[What the exercise asks] Scan the records below for the line containing "use crate::resources::FrameResources;" and the line containing "pub struct BlueNoise". Copy both, plus every line between, exactly.

----------------

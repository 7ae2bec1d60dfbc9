//! Per-frame host inputs and the context threaded through every stage.

use std::collections::BTreeMap;

use glam::{Mat4, Vec2};
use specula_gpu_shared::shaders::{ComputeKernel, ShaderPass};
use specula_gpu_shared::uniforms::SsrFrameUniforms;

use crate::backend::{SsrBackend, TextureId};
use crate::commands::{CommandList, FrameBindings};
use crate::report::{FrameReport, SkipReason, Stage};
use crate::resources::FrameResources;
use crate::settings::SsrSettings;
use crate::targets::{Lifetime, TargetDesc, TargetKey};
use crate::temporal::TemporalState;
use crate::texture_size::TextureSize;

#[derive(Clone, Copy, Debug, PartialEq, Eq)]
pub struct BlueNoise {
    pub texture: TextureId,
    pub size: TextureSize,
}

/// What the host hands the pipeline for one camera and frame.
#[derive(Clone, Copy, Debug, PartialEq)]
pub struct CameraFrame {
    pub color: TextureId,
    pub depth: TextureId,
    pub gbuffer: [TextureId; 3],
    pub resolution: TextureSize,
    pub view: Mat4,
    /// Projection already adjusted for the GPU's clip-space conventions.
    pub projection: Mat4,
    pub blue_noise: Option<BlueNoise>,
}

impl CameraFrame {
    pub fn view_proj(&self) -> Mat4 {
        self.projection * self.view
    }
}

/// Size vectors of the targets the kernels address.
#[derive(Clone, Copy, Debug, PartialEq, Eq)]
pub struct FrameSizes {
    pub view: TextureSize,
    pub ray_march: TextureSize,
    pub resolved: TextureSize,
    pub taa: TextureSize,
}

impl FrameSizes {
    pub fn new(resolution: TextureSize, down_sample: u32) -> Self {
        Self {
            view: resolution,
            ray_march: resolution,
            resolved: resolution.downsampled(down_sample, down_sample),
            taa: resolution,
        }
    }
}

/// Uniform block of one frame. `jitter` is the offset drawn for this frame.
pub fn frame_uniforms(
    settings: &SsrSettings,
    camera: &CameraFrame,
    sizes: &FrameSizes,
    temporal: &TemporalState,
    jitter: Vec2,
) -> SsrFrameUniforms {
    let view_proj = camera.view_proj();
    SsrFrameUniforms {
        view: camera.view.to_cols_array_2d(),
        inv_view: camera.view.inverse().to_cols_array_2d(),
        projection: camera.projection.to_cols_array_2d(),
        inv_projection: camera.projection.inverse().to_cols_array_2d(),
        view_proj: view_proj.to_cols_array_2d(),
        inv_view_proj: view_proj.inverse().to_cols_array_2d(),
        prev_view_proj: temporal.reprojection_matrix().to_cols_array_2d(),
        view_size: sizes.view.params_array(),
        ray_march_size: sizes.ray_march.params_array(),
        resolved_size: sizes.resolved.params_array(),
        taa_size: sizes.taa.params_array(),
        blue_noise_size: camera
            .blue_noise
            .map(|b| b.size.params_array())
            .unwrap_or([0.0; 4]),
        jitter: jitter.to_array(),
        max_step: settings.max_step,
        binary_count: settings.binary_count,
        thickness: settings.thickness,
        max_distance: settings.max_distance,
        min_smoothness: settings.min_smoothness,
        brdf_bias: settings.brdf_bias,
        taa_scale: settings.taa_scale,
        taa_weight: settings.taa_weight,
        history_valid: temporal.history_valid() as u32,
        _pad0: 0,
    }
}

/// Everything a stage reads or writes while recording.
pub struct FrameContext<'a> {
    pub backend: &'a mut dyn SsrBackend,
    pub resources: &'a mut FrameResources,
    pub settings: &'a SsrSettings,
    pub camera: &'a CameraFrame,
    pub sizes: FrameSizes,
    /// Textures produced so far this frame.
    pub bindings: FrameBindings,
    pub commands: CommandList,
    pub report: FrameReport,
    /// Stage-local targets allocated while recording. Their releases are
    /// recorded commands; the list is only used to free them when recording
    /// fails.
    pub transients: Vec<TextureId>,
    setup_failures: &'a BTreeMap<TargetKey, SkipReason>,
}

impl<'a> FrameContext<'a> {
    pub fn new(
        backend: &'a mut dyn SsrBackend,
        resources: &'a mut FrameResources,
        settings: &'a SsrSettings,
        camera: &'a CameraFrame,
        setup_failures: &'a BTreeMap<TargetKey, SkipReason>,
        frame_index: u64,
    ) -> Self {
        let bindings = FrameBindings {
            camera_depth: Some(camera.depth),
            gbuffer: camera.gbuffer.map(Some),
            blue_noise: camera.blue_noise.map(|b| b.texture),
            ..Default::default()
        };
        Self {
            backend,
            resources,
            settings,
            camera,
            sizes: FrameSizes::new(camera.resolution, settings.down_sample),
            bindings,
            commands: CommandList::new(settings.profiler_tag.clone()),
            report: FrameReport::new(frame_index),
            transients: Vec::new(),
            setup_failures,
        }
    }

    /// A frame target allocated at setup.
    pub fn target(&self, key: TargetKey) -> Result<TextureId, SkipReason> {
        match self.resources.get(key) {
            Some(id) => Ok(id),
            None => Err(self
                .setup_failures
                .get(&key)
                .copied()
                .unwrap_or(SkipReason::UnsupportedFormat(key))),
        }
    }

    pub fn pass(&self, pass: ShaderPass) -> Result<(), SkipReason> {
        if self.backend.has_shader_pass(pass) {
            Ok(())
        } else {
            Err(SkipReason::MissingShaderPass(pass))
        }
    }

    pub fn kernel(&self, kernel: ComputeKernel) -> Result<[u32; 3], SkipReason> {
        self.backend
            .kernel_group_size(kernel)
            .ok_or(SkipReason::MissingKernel(kernel))
    }

    pub fn upstream(&self, stage: Stage) -> Result<(), SkipReason> {
        if self.report.completed(stage) {
            Ok(())
        } else {
            Err(SkipReason::UpstreamSkipped(stage))
        }
    }

    /// Fails with the key of the first descriptor the backend cannot create.
    pub fn check_supported(&self, descs: &[(TargetKey, TargetDesc)]) -> Result<(), SkipReason> {
        match descs.iter().find(|(_, d)| !self.backend.supports_target(d)) {
            Some((key, _)) => Err(SkipReason::UnsupportedFormat(*key)),
            None => Ok(()),
        }
    }

    /// Allocate a stage-local target. It is not registered afterwards; the
    /// stage records its `Release` command.
    pub fn allocate_transient(
        &mut self,
        key: TargetKey,
        desc: TargetDesc,
    ) -> Result<TextureId, crate::error::SsrError> {
        let allocation = self.resources.ensure(&mut *self.backend, key, desc, Lifetime::Frame)?;
        self.resources.take(key);
        self.transients.push(allocation.id);
        Ok(allocation.id)
    }
}

#[cfg(test)]
mod tests {
    use super::*;
    use glam::Vec3;

    fn camera() -> CameraFrame {
        CameraFrame {
            color: TextureId(1),
            depth: TextureId(2),
            gbuffer: [TextureId(3), TextureId(4), TextureId(5)],
            resolution: TextureSize::new(1920, 1080),
            view: Mat4::look_at_rh(Vec3::new(0.0, 2.0, 5.0), Vec3::ZERO, Vec3::Y),
            projection: Mat4::perspective_rh(1.0, 16.0 / 9.0, 0.1, 100.0),
            blue_noise: Some(BlueNoise {
                texture: TextureId(6),
                size: TextureSize::new(256, 256),
            }),
        }
    }

    #[test]
    fn test_sizes_follow_downsample() {
        let sizes = FrameSizes::new(TextureSize::new(1920, 1080), 2);
        assert_eq!(sizes.resolved, TextureSize::new(960, 540));
        assert_eq!(sizes.taa, TextureSize::new(1920, 1080));
        assert_eq!(sizes.ray_march, sizes.view);
    }

    #[test]
    fn test_uniforms_carry_matrices_and_tunables() {
        let cam = camera();
        let settings = SsrSettings {
            down_sample: 2,
            ..Default::default()
        };
        let sizes = FrameSizes::new(cam.resolution, settings.down_sample);
        let mut temporal = TemporalState::new();
        temporal.begin_frame(cam.view_proj());
        let u = frame_uniforms(&settings, &cam, &sizes, &temporal, Vec2::new(0.5, 0.25));

        assert_eq!(u.view_proj, (cam.projection * cam.view).to_cols_array_2d());
        assert_eq!(u.prev_view_proj, u.view_proj);
        assert_eq!(u.history_valid, 0);
        assert_eq!(u.resolved_size[0], 960.0);
        assert_eq!(u.blue_noise_size[1], 256.0);
        assert_eq!(u.jitter, [0.5, 0.25]);
        assert_eq!(u.max_step, 16);
        assert_eq!(u.taa_weight, 0.99);

        let inv = Mat4::from_cols_array_2d(&u.inv_view_proj) * cam.view_proj();
        assert!(inv.abs_diff_eq(Mat4::IDENTITY, 1e-4));
    }
}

----------------

[Response below]
use crate::resources::FrameResources;
use crate::settings::SsrSettings;
use crate::targets::{Lifetime, TargetDesc, TargetKey};
use crate::temporal::TemporalState;
use crate::texture_size::TextureSize;

#[derive(Clone, Copy, Debug, PartialEq, Eq)]
pub struct BlueNoise {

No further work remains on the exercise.